Roddy Scheer began playing the guitar as a freshman in high school when his friend showed him a G chord — and he was hooked. From that point forward he was never without a guitar and was constantly tinkering with new ways to make great sounds. A love of home recording was sparked by a teacher loaning him a cassette four-track recorder over the summer of 1985; the lone resulting track, “Blonde Hair Floozy,” reached the #1 spot on the pop charts at his local high school’s radio station.

The next summer was huge. Relegated to a homestay in a suburb of Brussels, Belgium and forced to take Flemish language lessons daily, Roddy holed up in his upstairs bedroom with the guitar he luckily brought with him and wrote the songs that he would later record as his first album, the hard-to-find, long-out-of-print eponymous “Roddy Scheer.” Several of the tracks on this seminal Roddy Scheer recording—The Cheat, God Above, Questions, Afghani Earrings—can be heard at live performances around the globe.

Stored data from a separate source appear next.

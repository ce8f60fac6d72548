//! Request extractors that reject with `AppError`.
//!
//! Drop-in replacements for axum's `Json`, `Query` and `Path` whose failures
//! use the JSON error body (`400 invalid_request`) instead of axum's
//! plain-text rejections.

use axum::extract::{FromRequest, FromRequestParts};

use crate::error::AppError;

/// JSON request body.
#[derive(Debug, FromRequest)]
#[from_request(via(axum::Json), rejection(AppError))]
pub struct AppJson<T>(pub T);

/// Query string.
#[derive(Debug, FromRequestParts)]
#[from_request(via(axum::extract::Query), rejection(AppError))]
pub struct AppQuery<T>(pub T);

/// Path parameters.
#[derive(Debug, FromRequestParts)]
#[from_request(via(axum::extract::Path), rejection(AppError))]
pub struct AppPath<T>(pub T);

Bands ensued. The White Fish ruled the roost at said high school, belting out classic rock anthems and a few originals to boot. Then there was Mogote, a blues-rock band with a bawdy attitude and a loyal following every Tuesday night at the Black Rose. Then there was Sour Grapes, a reaction to a reaction. Then onto NYC, with lots and lots of home recording. This period witnessed the true birth of the Roddy Scheer Brothers — as named by Roddy’s parents when they heard his tracks where he plays all the instruments and sings multiple harmony vocal tracks. Fans will fondly remembers tracks like the Upper East Side Bohemian, Fake Tattoos & Spit Shines, and others.

Then onto Seattle in 1999, and eventually the band Swoon, which never made it out of the basement but really should’ve. Then there was that famous 41st birthday party at the Seamonster Lounge, leading to an offer to join the force of nature that would eventually come to be known as Humbucker. A dominant force on the local Seattle music scene from 2012-2015, Humbucker’s mix of alt-country and psychedelic rock wowed audiences clear from Port Angeles to Lake City and points in between (including Seattle’s Tractor Tavern and who can forget the Red Onion?).

From that base of operations Roddy launched the Heavy Hitter side project, a vehicle for funky jams and improvised instrumentals.

Then in 2015 Roddy moved to the Bay Area and started Eclective, an eclectic collective of musicians and rappers that played several sold out shows at small venues around San Francisco.

Upon a triumphant return to Seattle in 2018, Roddy took up ranks with many of his old music friends and the modern form of the Roddy Scheer Brothers became a reality. Check it out at a stage near you soon!